= Beginning of Section =

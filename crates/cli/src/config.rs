//! Effective configuration: file (or defaults) plus command-line overrides.

use config_loader::ConfigLoader;
use contracts::ReplayBlueprint;
use tracing::info;

use crate::cli::ConfigArgs;
use crate::error::{CliError, Result};

/// Load the configuration named by `args`, apply overrides and re-validate.
pub fn load_blueprint(args: &ConfigArgs) -> Result<ReplayBlueprint> {
    if let Some(path) = &args.config {
        if !path.exists() {
            return Err(CliError::ConfigNotFound { path: path.clone() });
        }
    }

    let mut blueprint = ConfigLoader::load_or_default(args.config.as_deref())?;
    if apply_overrides(&mut blueprint, args) {
        config_loader::validate(&blueprint)?;
    }
    Ok(blueprint)
}

/// Returns true if any field was overridden.
pub fn apply_overrides(blueprint: &mut ReplayBlueprint, args: &ConfigArgs) -> bool {
    let mut changed = false;

    if let Some(broker) = &args.broker {
        info!(broker = %broker, "Overriding broker from CLI");
        blueprint.sink.broker = broker.clone();
        changed = true;
    }
    if let Some(username) = &args.username {
        blueprint.sink.username = username.clone();
        changed = true;
    }
    if let Some(password) = &args.password {
        blueprint.sink.password = password.clone();
        changed = true;
    }
    if let Some(topic) = &args.topic {
        info!(topic = %topic, "Overriding topic prefix from CLI");
        blueprint.sink.topic_prefix = topic.clone();
        changed = true;
    }
    if let Some(kind) = args.sink {
        blueprint.sink.kind = kind.into();
        changed = true;
    }
    if let Some(file) = &args.file {
        info!(file = %file.display(), "Overriding sentence log from CLI");
        blueprint.source.path = file.clone();
        changed = true;
    }
    if let Some(start) = &args.start {
        blueprint.source.interval.start = start.clone();
        changed = true;
    }
    if let Some(end) = &args.end {
        blueprint.source.interval.end = end.clone();
        changed = true;
    }
    if let Some(pacing_ms) = args.pacing_ms {
        blueprint.replay.pacing_ms = pacing_ms;
        changed = true;
    }
    if let Some(passes) = args.passes {
        blueprint.replay.max_passes = Some(passes);
        changed = true;
    }

    changed
}

#[cfg(test)]
mod tests {
    use super::*;
    use crate::cli::SinkArg;
    use contracts::{ContractError, SinkKind};
    use std::io::Write;
    use std::path::PathBuf;

    #[test]
    fn test_no_overrides_keeps_file_values() {
        let mut file = tempfile::Builder::new().suffix(".toml").tempfile().unwrap();
        writeln!(file, "[sink]\ntopic_prefix = \"producers/truck/data\"").unwrap();

        let args = ConfigArgs {
            config: Some(file.path().to_path_buf()),
            ..ConfigArgs::default()
        };
        let blueprint = load_blueprint(&args).unwrap();
        assert_eq!(blueprint.sink.topic_prefix, "producers/truck/data");
    }

    #[test]
    fn test_overrides_win_over_file() {
        let mut blueprint = ReplayBlueprint::default();
        let args = ConfigArgs {
            broker: Some("tcp://10.1.1.1".into()),
            username: Some(String::new()),
            file: Some(PathBuf::from("/data/drive.txt")),
            passes: Some(3),
            sink: Some(SinkArg::Log),
            ..ConfigArgs::default()
        };

        assert!(apply_overrides(&mut blueprint, &args));
        assert_eq!(blueprint.sink.broker, "tcp://10.1.1.1");
        assert!(!blueprint.sink.uses_auth());
        assert_eq!(blueprint.sink.kind, SinkKind::Log);
        assert_eq!(blueprint.source.path, PathBuf::from("/data/drive.txt"));
        assert_eq!(blueprint.replay.max_passes, Some(3));
    }

    #[test]
    fn test_invalid_override_is_rejected() {
        let file = tempfile::Builder::new().suffix(".toml").tempfile().unwrap();
        let args = ConfigArgs {
            config: Some(file.path().to_path_buf()),
            start: Some("2023-09-21 08:00:00".into()),
            end: Some("2023-09-21 07:00:00".into()),
            ..ConfigArgs::default()
        };
        let err = load_blueprint(&args).unwrap_err();
        assert!(matches!(err, CliError::Config(ContractError::ConfigValidation { .. })));
    }

    #[test]
    fn test_missing_explicit_config() {
        let args = ConfigArgs {
            config: Some(PathBuf::from("/nonexistent/nmea-replay.toml")),
            ..ConfigArgs::default()
        };
        assert!(matches!(
            load_blueprint(&args),
            Err(CliError::ConfigNotFound { .. })
        ));
    }
}
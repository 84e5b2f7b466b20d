//! # Ingestion
//!
//! Turns a recorded sentence log into an immutable per-second bucket index.
//!
//! Responsibilities:
//! - Scan raw text for checksum-framed sentences (`SentenceExtractor`)
//! - Recover each sentence's time of day against a reference date (`TimestampResolver`)
//! - Assign sentences to one-second buckets over the replay interval (`TimeBucketIndex`)
//!
//! ## Usage Example
//!
//! ```no_run
//! use contracts::Interval;
//! use ingestion::TimeBucketIndex;
//! use std::path::Path;
//!
//! let interval = Interval::parse("2023-09-21 07:40:56", "2023-09-21 07:59:00").unwrap();
//! let index = TimeBucketIndex::load(Path::new("mosaic.txt"), interval).unwrap();
//! for (offset, bucket) in index.iter().enumerate() {
//!     println!("{} -> {} sentences", interval.second_at(offset), bucket.len());
//! }
//! ```

mod bucket_index;
mod error;
mod extractor;
mod timestamp;

// Re-exports
pub use bucket_index::{IndexStats, TimeBucketIndex};
pub use contracts::{Interval, Sentence};
pub use error::{IngestionError, Result};
pub use extractor::{extract_sentences, SentenceExtractor, TALKER_PREFIXES};
pub use timestamp::{parse_time_of_day, resolve_timestamp, TimestampResolver};
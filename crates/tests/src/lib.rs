//! # Integration Tests
//!
//! Cross-crate tests.
//!
//! Covers:
//! - Contract smoke checks
//! - End-to-end replay without a broker: file -> index -> scheduler -> recording sink
//! - Configuration to index wiring

#[cfg(test)]
mod contract_tests {
    use contracts::{ConfigVersion, ReplayBlueprint};

    #[test]
    fn test_default_blueprint_is_valid() {
        let blueprint = ReplayBlueprint::default();
        assert_eq!(blueprint.version, ConfigVersion::V1);
        assert!(config_loader::validate(&blueprint).is_ok());
    }
}

#[cfg(test)]
mod e2e_tests {
    use std::io::Write;
    use std::time::Duration;

    use config_loader::{ConfigFormat, ConfigLoader};
    use contracts::Sentence;
    use dispatcher::{MemorySink, SinkHandle};
    use ingestion::TimeBucketIndex;
    use replay_engine::{shutdown_channel, Pacer, ReplayScheduler, SchedulerConfig, TokioPacer};

    /// A slice of a recorded drive, interleaved with noise the extractor must skip
    const LOG: &str = "\
boot banner $GPTXT,01,01,02,ANTSTATUS=OK*3B
$GPGGA,074056.00,4807.038,N,01131.000,E,1,08,0.9,545.4,M,46.9,M,,*47
$GNRMC,074056.40,A,4807.038,N,01131.000,E,022.4,084.4,210923,,,A[R4-Lidar]*6C
$GPGSA,A,3,04,05,,09,12,,,24,,,,,2.5,1.3,2.1*39
$PSSN,HRP,074057.00,1.2,0.3*00
$GPGGA,074058.00,4807.039,N,01131.001,E,1,08,0.9,545.4,M,46.9,M,,*4A garbage
$GPGGA,074058.50,4807.040,N,01131.002,E,1,08,0.9,545.4,M,46.9,M,,
$GNGGA,074102.00,4807.041,N[cam-front]*11
$GPGGA,074059.00,4807.042,N,01131.003,E,1,08,0.9,545.4,M,46.9,M,,*4C
";

    /// Counts pauses without sleeping
    #[derive(Default)]
    struct InstantPacer {
        pauses: u64,
    }

    impl Pacer for InstantPacer {
        async fn pause(&mut self, _duration: Duration) {
            self.pauses += 1;
            tokio::task::yield_now().await;
        }
    }

    fn config_toml(path: &std::path::Path) -> String {
        format!(
            r#"
[source]
path = "{}"

[source.interval]
start = "2023-09-21 07:40:56"
end = "2023-09-21 07:40:59"

[sink]
kind = "log"
topic_prefix = "producers/mycar/data"

[replay]
pacing_ms = 1000
max_passes = 2
"#,
            path.display()
        )
    }

    /// End-to-end: config -> file -> index -> scheduler -> MemorySink
    #[tokio::test]
    async fn test_e2e_file_to_sink() {
        let mut file = tempfile::NamedTempFile::new().unwrap();
        file.write_all(LOG.as_bytes()).unwrap();

        let blueprint =
            ConfigLoader::load_from_str(&config_toml(file.path()), ConfigFormat::Toml).unwrap();
        let index = TimeBucketIndex::from_source(&blueprint.source).unwrap();

        assert_eq!(index.len(), 4);
        let stats = index.stats();
        assert_eq!(stats.candidates, 8);
        assert_eq!(stats.without_timestamp, 3);
        assert_eq!(stats.out_of_range, 1);
        assert_eq!(stats.indexed, 4);

        let sink = MemorySink::new("memory");
        let handle = SinkHandle::spawn(sink.clone(), 64);
        let (_trigger, signal) = shutdown_channel();
        let mut pacer = InstantPacer::default();

        let replay = ReplayScheduler::new(&index, SchedulerConfig::from_blueprint(&blueprint))
            .run(&handle, &mut pacer, signal)
            .await;
        let delivery = handle.shutdown().await;

        assert_eq!(replay.passes, 2);
        assert_eq!(pacer.pauses, 8);
        assert_eq!(delivery.published, 8);
        assert!(sink.is_closed());

        let first_pass: Vec<(String, String)> = sink
            .messages()
            .into_iter()
            .take(3)
            .map(|m| (m.channel, m.payload.to_string()))
            .collect();
        assert_eq!(
            first_pass,
            vec![
                (
                    "producers/mycar/data/track".to_string(),
                    "$GPGGA,074056.00,4807.038,N,01131.000,E,1,08,0.9,545.4,M,46.9,M,,*47"
                        .to_string()
                ),
                (
                    "producers/mycar/data/R4-Lidar".to_string(),
                    "$GNRMC,074056.40,A,4807.038,N,01131.000,E,022.4,084.4,210923,,,A[R4-Lidar]*6C"
                        .to_string()
                ),
                (
                    "producers/mycar/data/track".to_string(),
                    "$GPGGA,074058.00,4807.039,N,01131.001,E,1,08,0.9,545.4,M,46.9,M,,*4A"
                        .to_string()
                ),
            ]
        );
    }

    /// Sink failures are counted and never stall the replay
    #[tokio::test]
    async fn test_e2e_publish_failures_do_not_stop_replay() {
        let interval = contracts::Interval::parse("2023-09-21 07:40:56", "2023-09-21 07:40:57")
            .unwrap();
        let index = TimeBucketIndex::from_text(
            "$GPGGA,074056.00[bad]*47 $GPGGA,074057.00*47",
            interval,
        );

        let sink = MemorySink::new("memory").failing_on("producers/mycar/data/bad");
        let handle = SinkHandle::spawn(sink.clone(), 8);
        let (_trigger, signal) = shutdown_channel();
        let config = SchedulerConfig {
            max_passes: Some(3),
            ..SchedulerConfig::default()
        };

        let replay = ReplayScheduler::new(&index, config)
            .run(&handle, &mut InstantPacer::default(), signal)
            .await;
        let delivery = handle.shutdown().await;

        assert_eq!(replay.passes, 3);
        assert_eq!(replay.dispatched, 6);
        assert_eq!(delivery.failed, 3);
        assert_eq!(delivery.published, 3);
        assert!(sink
            .messages()
            .iter()
            .all(|m| m.payload == Sentence::from("$GPGGA,074057.00*47")));
    }

    /// Real-time pacing: a stop request during the pause ends the run
    #[tokio::test(start_paused = true)]
    async fn test_e2e_stop_during_real_time_replay() {
        let interval = contracts::Interval::parse("2023-09-21 07:40:56", "2023-09-21 07:41:55")
            .unwrap();
        let index = TimeBucketIndex::from_text("$GPGGA,074056.00*47", interval);

        let sink = MemorySink::new("memory");
        let handle = SinkHandle::spawn(sink.clone(), 8);
        let (trigger, signal) = shutdown_channel();
        let scheduler = ReplayScheduler::new(&index, SchedulerConfig::default());
        let mut pacer = TokioPacer;

        let (replay, ()) = tokio::join!(scheduler.run(&handle, &mut pacer, signal), async {
            tokio::time::sleep(Duration::from_millis(10_500)).await;
            trigger.trigger();
        });
        handle.shutdown().await;

        assert_eq!(replay.passes, 0);
        assert_eq!(replay.buckets, 11);
        assert_eq!(replay.pacing_delays, 10);
        assert_eq!(sink.len(), 1);
    }
}
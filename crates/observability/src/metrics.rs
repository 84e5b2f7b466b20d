//! 回放指标
//!
//! 基于 `metrics` facade 的薄封装。未安装 recorder 时所有调用均为空操作。

use metrics::{counter, gauge, histogram};

/// 记录桶索引构建结果
pub fn record_index_built(
    candidates: u64,
    without_timestamp: u64,
    out_of_range: u64,
    buckets: usize,
    non_empty: usize,
) {
    counter!("nmea_replay_sentences_extracted_total").increment(candidates);
    counter!("nmea_replay_sentences_dropped_total", "reason" => "no_timestamp")
        .increment(without_timestamp);
    counter!("nmea_replay_sentences_dropped_total", "reason" => "out_of_range")
        .increment(out_of_range);
    counter!("nmea_replay_sentences_indexed_total")
        .increment(candidates.saturating_sub(without_timestamp + out_of_range));
    gauge!("nmea_replay_index_buckets").set(buckets as f64);
    gauge!("nmea_replay_index_non_empty_buckets").set(non_empty as f64);
}

/// 记录一个已交给 sink 的时间桶
pub fn record_bucket_replayed(offset: usize, messages: usize) {
    counter!("nmea_replay_buckets_total").increment(1);
    gauge!("nmea_replay_bucket_offset").set(offset as f64);
    histogram!("nmea_replay_bucket_messages").record(messages as f64);
}

/// 记录完成一轮完整区间回放
pub fn record_pass_completed(pass: u64) {
    counter!("nmea_replay_passes_total").increment(1);
    gauge!("nmea_replay_current_pass").set(pass as f64);
}

/// 记录一次发布结果
pub fn record_message_delivery(sink_name: &str, success: bool) {
    let status = if success { "success" } else { "failure" };
    counter!(
        "nmea_replay_messages_published_total",
        "sink" => sink_name.to_string(),
        "status" => status
    )
    .increment(1);
}

/// 记录因队列已满或已关闭而丢弃的消息
pub fn record_message_dropped(sink_name: &str) {
    counter!(
        "nmea_replay_messages_dropped_total",
        "sink" => sink_name.to_string()
    )
    .increment(1);
}

/// [`RunningStats`] 的统计摘要
#[derive(Debug, Clone, Default)]
pub struct StatsSummary {
    pub count: u64,
    pub min: f64,
    pub max: f64,
    pub mean: f64,
    pub std_dev: f64,
}

impl From<&RunningStats> for StatsSummary {
    fn from(stats: &RunningStats) -> Self {
        Self {
            count: stats.count,
            min: stats.min,
            max: stats.max,
            mean: stats.mean(),
            std_dev: stats.std_dev(),
        }
    }
}

impl std::fmt::Display for StatsSummary {
    fn fmt(&self, f: &mut std::fmt::Formatter<'_>) -> std::fmt::Result {
        if self.count == 0 {
            write!(f, "N/A")
        } else {
            write!(
                f,
                "min={:.1}, max={:.1}, mean={:.2}, std={:.2} (n={})",
                self.min, self.max, self.mean, self.std_dev, self.count
            )
        }
    }
}

/// 在线均值/方差 (Welford 算法)
#[derive(Debug, Clone, Default)]
pub struct RunningStats {
    count: u64,
    mean: f64,
    m2: f64,
    min: f64,
    max: f64,
}

impl RunningStats {
    pub fn push(&mut self, value: f64) {
        self.count += 1;

        if self.count == 1 {
            self.min = value;
            self.max = value;
            self.mean = value;
            self.m2 = 0.0;
        } else {
            self.min = self.min.min(value);
            self.max = self.max.max(value);

            let delta = value - self.mean;
            self.mean += delta / self.count as f64;
            self.m2 += delta * (value - self.mean);
        }
    }

    pub fn count(&self) -> u64 {
        self.count
    }

    pub fn mean(&self) -> f64 {
        if self.count == 0 {
            0.0
        } else {
            self.mean
        }
    }

    /// 样本方差
    pub fn variance(&self) -> f64 {
        if self.count < 2 {
            0.0
        } else {
            self.m2 / (self.count - 1) as f64
        }
    }

    pub fn std_dev(&self) -> f64 {
        self.variance().sqrt()
    }

    pub fn min(&self) -> f64 {
        self.min
    }

    pub fn max(&self) -> f64 {
        self.max
    }

    pub fn summary(&self) -> StatsSummary {
        StatsSummary::from(self)
    }
}

impl FromIterator<f64> for RunningStats {
    fn from_iter<I: IntoIterator<Item = f64>>(iter: I) -> Self {
        let mut stats = Self::default();
        for value in iter {
            stats.push(value);
        }
        stats
    }
}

= End of Section =

Your task: Give back exactly the lines above, from the line containing "# Integration Tests" through the line containing "let blueprint = ReplayBlueprint::default();", with both end lines and nothing more.

Answer space:
//! # Integration Tests
//!
//! Cross-crate tests.
//!
//! Covers:
//! - Contract smoke checks
//! - End-to-end replay without a broker: file -> index -> scheduler -> recording sink
//! - Configuration to index wiring

#[cfg(test)]
mod contract_tests {
    use contracts::{ConfigVersion, ReplayBlueprint};

    #[test]
    fn test_default_blueprint_is_valid() {
        let blueprint = ReplayBlueprint::default();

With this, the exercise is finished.